Avec une vingtaine de rachats en l'espace de dix ans, portant l'entreprise à 72 millions d'euros de chiffre d'affaires, c'est donc un nouveau coup qu'il met à son actif et qui le propulse sur le devant de la scène, inévitablement. "Il déteste se montrer, néanmoins, en menant son entreprise de la sorte et avec de telles opérations, il espère la reconnaissance de la place lyonnaise, de l'écosystème", rapporte un ancien cadre de l'entreprise.

Depuis cinq ans, Segeco se bâtit une image de groupe régional ; partie de son métier originel d'expert-comptable, elle devient une grande société aux services pluridisciplinaires couvrant les métiers du droit, de l'audit, du conseil, mais aussi de l'assurance. Une frénésie qui devrait se poursuivre jusqu'aux services de notaires, mandataires judiciaires et spécialistes de la propriété intellectuelle. Une palette étendue rendue possible par des acquisitions de structures, résultat de la dérégulation des professions du droit et du juridique issue de la loi Macron.

"Nous voulons monter en gamme, racheter par exemple le cabinet Brumm s'est révélé être une opportunité que nous n'avons pas refusée. Ce n'était pas la volonté de l'acquérir pour l'acquérir afin de faire une belle opération médiatique mais celle d'offrir un service en plus à nos clients", explique sans détour Jean-Loup Rogé.

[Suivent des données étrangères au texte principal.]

//! Error types for rebuild-core

use std::path::PathBuf;
use thiserror::Error;

/// Result type for rebuild-core operations
pub type Result<T> = std::result::Result<T, Error>;

/// Errors that can occur in the storage and caching layer
#[derive(Error, Debug)]
pub enum Error {
    #[error("IO error: {0}")]
    Io(#[from] std::io::Error),

    #[error("invalid hash hex string: {0:?}")]
    InvalidHex(String),

    #[error("dependency path too long to record: {0:?}")]
    DepPathTooLong(String),

    #[error("no trace recorded for key {0}")]
    TraceNotFound(String),

    #[error("corrupt trace at {path}: {reason}")]
    TraceCorrupt { path: PathBuf, reason: String },

    #[error("neither XDG_DATA_HOME nor HOME is set; cannot locate the store")]
    NoDataDir,
}
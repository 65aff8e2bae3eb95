use std::cell::RefCell;
use std::rc::Rc;

use mlua::prelude::*;

use super::host;
use crate::scheduler::EngineState;

/// Lua source installed at runtime creation; wraps the raw dependency
/// primitives in coroutine-yielding loops.
const PRELUDE: &str = include_str!("prelude.lua");

pub(crate) fn create_runtime(state: Rc<RefCell<EngineState>>) -> LuaResult<Lua> {
    let lua = Lua::new();

    host::register_host_api(&lua, state)?;
    lua.load(PRELUDE).set_name("@[rebuild prelude]").exec()?;

    Ok(lua)
}
//! Content-addressed store for rebuild
//!
//! The store backs the trace cache and build outputs. Layout:
//! ```text
//! <root>/
//! ├── traces/<hex[0:2]>/<hex[2:]>   # one trace per request key
//! ├── objects/<hex[0:2]>/<hex[2:]>  # content-addressed blobs
//! └── tmp/<target>_<secs>_<pid>/    # per-build scratch directories
//! ```
//!
//! The root is `$XDG_DATA_HOME/rebuild` when `XDG_DATA_HOME` is set to an
//! absolute path, otherwise `$HOME/.local/share/rebuild`. Shard directories
//! are created lazily; both path construction and shard creation are
//! idempotent and tolerate concurrent creation.

use std::env;
use std::fs;
use std::path::{Path, PathBuf};
use std::time::{SystemTime, UNIX_EPOCH};

use tracing::debug;

use crate::hash::Hash;
use crate::{Error, Result};

/// Directory name under the XDG data home.
pub const APP_DIR: &str = "rebuild";

/// The rebuild store
pub struct Store {
    root: PathBuf,
    traces: PathBuf,
    objects: PathBuf,
    tmp: PathBuf,
}

impl Store {
    /// Open (creating if needed) the store at the XDG-derived default root.
    pub fn from_env() -> Result<Store> {
        Self::open(default_root()?)
    }

    /// Open (creating if needed) a store at an explicit root.
    pub fn open(root: impl Into<PathBuf>) -> Result<Store> {
        let root = root.into();
        let store = Store {
            traces: root.join("traces"),
            objects: root.join("objects"),
            tmp: root.join("tmp"),
            root,
        };

        fs::create_dir_all(&store.root)?;
        fs::create_dir_all(&store.traces)?;
        fs::create_dir_all(&store.objects)?;
        fs::create_dir_all(&store.tmp)?;

        debug!(root = %store.root.display(), "store opened");
        Ok(store)
    }

    pub fn root(&self) -> &Path {
        &self.root
    }

    /// Path of the trace for a request key, creating its shard directory.
    pub fn trace_path(&self, key: &Hash) -> Result<PathBuf> {
        sharded_path(&self.traces, key, true)
    }

    /// Path of the object for a content hash, creating its shard directory.
    pub fn object_path(&self, key: &Hash) -> Result<PathBuf> {
        sharded_path(&self.objects, key, true)
    }

    /// Whether a trace exists for this request key. Purely `stat`-based;
    /// never reads or creates anything.
    pub fn trace_exists(&self, key: &Hash) -> bool {
        sharded_path(&self.traces, key, false)
            .map(|p| p.is_file())
            .unwrap_or(false)
    }

    /// Whether an object exists for this content hash.
    pub fn object_exists(&self, key: &Hash) -> bool {
        sharded_path(&self.objects, key, false)
            .map(|p| p.exists())
            .unwrap_or(false)
    }

    /// Create a fresh scratch directory for one build of `target`.
    ///
    /// Named `<target>_<unix_secs>_<pid>` so directories are never reused
    /// across processes.
    pub fn tmp_dir(&self, target: &str) -> Result<PathBuf> {
        let secs = SystemTime::now()
            .duration_since(UNIX_EPOCH)
            .map(|d| d.as_secs())
            .unwrap_or(0);
        let dir = self
            .tmp
            .join(format!("{}_{}_{}", target, secs, std::process::id()));
        fs::create_dir_all(&dir)?;
        Ok(dir)
    }
}

/// `<base>/<hex[0:2]>/<hex[2:]>`, optionally creating the shard directory.
fn sharded_path(base: &Path, key: &Hash, create_shard: bool) -> Result<PathBuf> {
    let hex = key.to_hex();
    let shard = base.join(&hex[..2]);
    if create_shard {
        // create_dir_all is a no-op when the shard already exists, so
        // concurrent creation of the same shard cannot fail with EEXIST.
        fs::create_dir_all(&shard)?;
    }
    Ok(shard.join(&hex[2..]))
}

/// `$XDG_DATA_HOME/rebuild` when absolute, else `$HOME/.local/share/rebuild`.
fn default_root() -> Result<PathBuf> {
    if let Ok(xdg) = env::var("XDG_DATA_HOME") {
        let xdg = PathBuf::from(xdg);
        if xdg.is_absolute() {
            return Ok(xdg.join(APP_DIR));
        }
    }
    let home = env::var("HOME").map_err(|_| Error::NoDataDir)?;
    Ok(PathBuf::from(home).join(".local/share").join(APP_DIR))
}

Le client toujours le client, un argument qu'il maîtrise bien désormais et qu'il rappelle à tous les collaborateurs qui intègrent le groupe, ainsi que dans ses communications. Peu connue hier encore, Segeco est désormais partout : sponsor d'équipes de rugby (Lou Rugby, l'ASM, le Stade français), partenaire principal du congrès l'Entreprise du futur, nouvelle vitrine avec son futur bâtiment de 6 000 m² construit dans le 6e arrondissement de Lyon ‑ afin de rayonner et offrir de meilleures conditions de travail aux salariés lyonnais répartis actuellement dans trois bâtiments. Une telle montée en puissance, remarquée, interpelle donc et questionne sur les intentions de son PDG.

Segeco

Peu connue hier encore, Segeco est désormais partout. L'entreprise sponsorise notamment le Lou Rugby. LC/ADE

Ses confrères surtout ‑ qui n'ont pas souhaité témoigner à visage découvert ‑ disent observer "de loin" la montée en puissance de l'entreprise et la considérer comme n'importe quel concurrent. Histoire de garder la tête haute. Pourtant, Segeco bouscule, dérange, irrite le marché ; empiète sur des secteurs longtemps dominés par des acteurs historiquement installés ; et grandit très vite (d'une cinquantaine de salariés au tout début, à 180 en 2007 et 700 aujourd'hui). Les spéculations se multiplient autour de ce chef d'entreprise discret, personnalité montante du monde économique régional, qui parvient à transformer un petit cabinet auvergnat en un nouvel acteur fort dans les métiers du chiffre et du droit. Surtout, jusqu'où "veut-peut-va" aller Jean-Loup Rogé pour son entreprise ? Une énigme.

Associé à 27 ans

Vingt-cinq ans de maison, entré en contrat de qualification, et président depuis dix ans, Jean-Loup Rogé a gravi les échelons de Segeco avec brio. Il n'a pas fondé l'entreprise, dont le siège social se trouve toujours à Brives-Charensac, mais lui a donné un élan incontestable depuis qu'il est aux manettes. Au point de faire passer le petit cabinet d'expertise comptable de la Haute-Loire au stade d'ETI pluri-professionnelle, dont le rayonnement atteint désormais toute la région Auvergne-Rhône-Alpes.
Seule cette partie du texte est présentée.